Jamaican folklore presupposes a person has two souls. One is good, originating with God. The other is secular.

When someone dies, the good soul soars to heaven to answer for its earthly sins. The other remains coffin-bound for three days, after which its shadow emerges and its duppy is born.

If the duppy manifests in human form, it will often resemble the body it abandoned. If animalistic, it might appear in the guise of a snake, a lizard, a horse, you name it—but not, I think, a lamb or a donkey.

These manifestations aren’t ghostly apparitions or demonic possessions; they have substance. But even so, a duppy can disappear into the shadows at will.

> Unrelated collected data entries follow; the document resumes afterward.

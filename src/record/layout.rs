//! Configuration record and its fixed on-storage layout
//!
//! # Layout
//!
//! The record is stored packed and little-endian:
//! ```text
//! offset  len  field
//!      0    4  magic_id (u32 LE)
//!      4   32  device_name (NUL padded)
//!     36   32  wifi_ssid (NUL padded)
//!     68   64  wifi_passwd (NUL padded)
//!    132   24  wifi_own_addr ("host:port", NUL padded)
//!    156    1  wifi_op_mode (bit0 = station, bit1 = access point)
//!    157    1  app_options (option N at bit N-1)
//!    158   24  peer_addr ("host:port", NUL padded)
//!    182    4  crc32 (u32 LE)
//! ```
//!
//! Offsets come from [`FIELD_TABLE`] rather than the in-memory struct layout.

use bitflags::bitflags;

use crate::config::{defaults, record};

/// Identifies one slot of the persisted record
#[derive(Debug, Clone, Copy, PartialEq, Eq)]
pub enum RecordField {
    MagicId,
    DeviceName,
    WifiSsid,
    WifiPasswd,
    WifiOwnAddr,
    WifiOpMode,
    AppOptions,
    PeerAddr,
    Crc32,
}

/// Byte range of one field inside the serialized record
#[derive(Debug, Clone, Copy, PartialEq, Eq)]
pub struct FieldSpan {
    pub field: RecordField,
    pub offset: usize,
    pub len: usize,
}

impl FieldSpan {
    const fn new(field: RecordField, offset: usize, len: usize) -> Self {
        Self { field, offset, len }
    }

    /// End offset (exclusive)
    pub const fn end(&self) -> usize {
        self.offset + self.len
    }
}

/// Field offsets of the serialized record, in storage order
pub const FIELD_TABLE: [FieldSpan; 9] = [
    FieldSpan::new(RecordField::MagicId, 0, 4),
    FieldSpan::new(RecordField::DeviceName, 4, record::DEVICE_NAME_LEN),
    FieldSpan::new(RecordField::WifiSsid, 36, record::WIFI_SSID_LEN),
    FieldSpan::new(RecordField::WifiPasswd, 68, record::WIFI_PASSWD_LEN),
    FieldSpan::new(RecordField::WifiOwnAddr, 132, record::ADDR_LEN),
    FieldSpan::new(RecordField::WifiOpMode, 156, 1),
    FieldSpan::new(RecordField::AppOptions, 157, 1),
    FieldSpan::new(RecordField::PeerAddr, 158, record::ADDR_LEN),
    FieldSpan::new(RecordField::Crc32, 182, 4),
];

/// Look up the span of a field
pub const fn span(field: RecordField) -> FieldSpan {
    let mut i = 0;
    while i < FIELD_TABLE.len() {
        if FIELD_TABLE[i].field as u8 == field as u8 {
            return FIELD_TABLE[i];
        }
        i += 1;
    }
    // Every variant has a table entry
    FIELD_TABLE[0]
}

bitflags! {
    /// WIFI operating mode bits
    ///
    /// Stored bytes go through `from_bits_retain` so bits without a named
    /// mode survive a load/save cycle.
    #[derive(Debug, Clone, Copy, PartialEq, Eq, Default)]
    pub struct WifiOpMode: u8 {
        /// Station/client mode
        const STATION = 1 << 0;
        /// Access point mode
        const ACCESS_POINT = 1 << 1;
    }
}

/// Eight boolean application options packed into one byte
#[derive(Debug, Clone, Copy, PartialEq, Eq, Default)]
pub struct AppOptions(u8);

impl AppOptions {
    pub const fn from_bits(bits: u8) -> Self {
        Self(bits)
    }

    pub const fn bits(self) -> u8 {
        self.0
    }

    /// Option at `index` (0-based). Out-of-range indices read as false.
    pub fn get(self, index: usize) -> bool {
        index < record::APP_OPTION_COUNT && self.0 & (1 << index) != 0
    }

    /// Set option at `index` (0-based). Out-of-range indices are ignored.
    pub fn set(&mut self, index: usize, enabled: bool) {
        if index >= record::APP_OPTION_COUNT {
            return;
        }
        if enabled {
            self.0 |= 1 << index;
        } else {
            self.0 &= !(1 << index);
        }
    }
}

/// The unit of persistence
#[derive(Debug, Clone, Copy, PartialEq, Eq)]
pub struct ConfigRecord {
    pub magic_id: u32,
    pub device_name: [u8; record::DEVICE_NAME_LEN],
    pub wifi_ssid: [u8; record::WIFI_SSID_LEN],
    pub wifi_passwd: [u8; record::WIFI_PASSWD_LEN],
    pub wifi_own_addr: [u8; record::ADDR_LEN],
    pub wifi_op_mode: WifiOpMode,
    pub app_options: AppOptions,
    pub peer_addr: [u8; record::ADDR_LEN],
    pub crc32: u32,
}

impl ConfigRecord {
    /// All-zero record
    pub const fn zeroed() -> Self {
        Self {
            magic_id: 0,
            device_name: [0; record::DEVICE_NAME_LEN],
            wifi_ssid: [0; record::WIFI_SSID_LEN],
            wifi_passwd: [0; record::WIFI_PASSWD_LEN],
            wifi_own_addr: [0; record::ADDR_LEN],
            wifi_op_mode: WifiOpMode::from_bits_retain(0),
            app_options: AppOptions::from_bits(0),
            peer_addr: [0; record::ADDR_LEN],
            crc32: 0,
        }
    }

    /// Record used when storage holds no valid data
    pub fn factory_default() -> Self {
        let mut rec = Self::zeroed();
        rec.magic_id = record::MAGIC_ID;
        set_text(&mut rec.device_name, defaults::DEVICE_NAME);
        set_text(&mut rec.wifi_own_addr, defaults::ADDR);
        set_text(&mut rec.peer_addr, defaults::ADDR);
        rec.wifi_op_mode = WifiOpMode::STATION;
        rec
    }

    /// Serialize using the offsets of [`FIELD_TABLE`]
    pub fn to_bytes(&self) -> [u8; record::RECORD_SIZE] {
        let mut out = [0u8; record::RECORD_SIZE];
        for span in FIELD_TABLE.iter() {
            let dst = &mut out[span.offset..span.end()];
            match span.field {
                RecordField::MagicId => dst.copy_from_slice(&self.magic_id.to_le_bytes()),
                RecordField::DeviceName => dst.copy_from_slice(&self.device_name),
                RecordField::WifiSsid => dst.copy_from_slice(&self.wifi_ssid),
                RecordField::WifiPasswd => dst.copy_from_slice(&self.wifi_passwd),
                RecordField::WifiOwnAddr => dst.copy_from_slice(&self.wifi_own_addr),
                RecordField::WifiOpMode => dst[0] = self.wifi_op_mode.bits(),
                RecordField::AppOptions => dst[0] = self.app_options.bits(),
                RecordField::PeerAddr => dst.copy_from_slice(&self.peer_addr),
                RecordField::Crc32 => dst.copy_from_slice(&self.crc32.to_le_bytes()),
            }
        }
        out
    }

    /// Deserialize using the offsets of [`FIELD_TABLE`]
    pub fn from_bytes(bytes: &[u8; record::RECORD_SIZE]) -> Self {
        let mut rec = Self::zeroed();
        for span in FIELD_TABLE.iter() {
            let src = &bytes[span.offset..span.end()];
            match span.field {
                RecordField::MagicId => rec.magic_id = read_u32(src),
                RecordField::DeviceName => rec.device_name.copy_from_slice(src),
                RecordField::WifiSsid => rec.wifi_ssid.copy_from_slice(src),
                RecordField::WifiPasswd => rec.wifi_passwd.copy_from_slice(src),
                RecordField::WifiOwnAddr => rec.wifi_own_addr.copy_from_slice(src),
                RecordField::WifiOpMode => rec.wifi_op_mode = WifiOpMode::from_bits_retain(src[0]),
                RecordField::AppOptions => rec.app_options = AppOptions::from_bits(src[0]),
                RecordField::PeerAddr => rec.peer_addr.copy_from_slice(src),
                RecordField::Crc32 => rec.crc32 = read_u32(src),
            }
        }
        rec
    }

    pub fn device_name(&self) -> &str {
        text(&self.device_name)
    }

    pub fn wifi_ssid(&self) -> &str {
        text(&self.wifi_ssid)
    }

    pub fn wifi_passwd(&self) -> &str {
        text(&self.wifi_passwd)
    }

    pub fn wifi_own_addr(&self) -> &str {
        text(&self.wifi_own_addr)
    }

    pub fn peer_addr(&self) -> &str {
        text(&self.peer_addr)
    }
}

impl Default for ConfigRecord {
    fn default() -> Self {
        Self::factory_default()
    }
}

fn read_u32(src: &[u8]) -> u32 {
    u32::from_le_bytes([src[0], src[1], src[2], src[3]])
}

/// Store `value` in a fixed text buffer, truncated to capacity and NUL padded
pub fn set_text(buf: &mut [u8], value: &str) {
    let bytes = value.as_bytes();
    let len = bytes.len().min(buf.len());
    buf[..len].copy_from_slice(&bytes[..len]);
    buf[len..].fill(0);
}

/// Bytes of a text buffer up to the first NUL (or the whole buffer)
pub fn text_bytes(buf: &[u8]) -> &[u8] {
    let len = buf.iter().position(|&b| b == 0).unwrap_or(buf.len());
    &buf[..len]
}

/// View a text buffer as `&str`, stopping at the first NUL.
///
/// A buffer that is not valid UTF-8 is cut at the last valid character.
pub fn text(buf: &[u8]) -> &str {
    let bytes = text_bytes(buf);
    match core::str::from_utf8(bytes) {
        Ok(s) => s,
        Err(e) => core::str::from_utf8(&bytes[..e.valid_up_to()]).unwrap_or(""),
    }
}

There’s the good duppy, and then there’s the evil . . .

A well-intentioned duppy might stick around to sit with the children or guard the family valuables. A malevolent duppy will cause you no end of trouble. A whiff of its hot breath has power to kill, and it can do irreparable damage to one’s finances, health, property, or love life.

A dead husband’s duppy, for example, might return to reclaim his conjugal rights, causing the widow to become barren well before her time, or worse, to bear dead babies.

As it’s impossible to know whether you’ll wind up with a good one or an evil one, it’s best to silence a duppy from the start. Thanks to the aforementioned three day grace period, mourners have an opportunity to plant the duppy down before it manifests.

Plant the duppy down!

A properly planted duppy is unable to leave its coffin. These methods have had success in the past:

  1.  Throw a shovelful of parched peas into the grave. If the peas don’t grow, the duppy can’t escape
  2.  Plant a shrub upside down in the grave, roots out.
  3.  Place a cotton tree limb on the coffin.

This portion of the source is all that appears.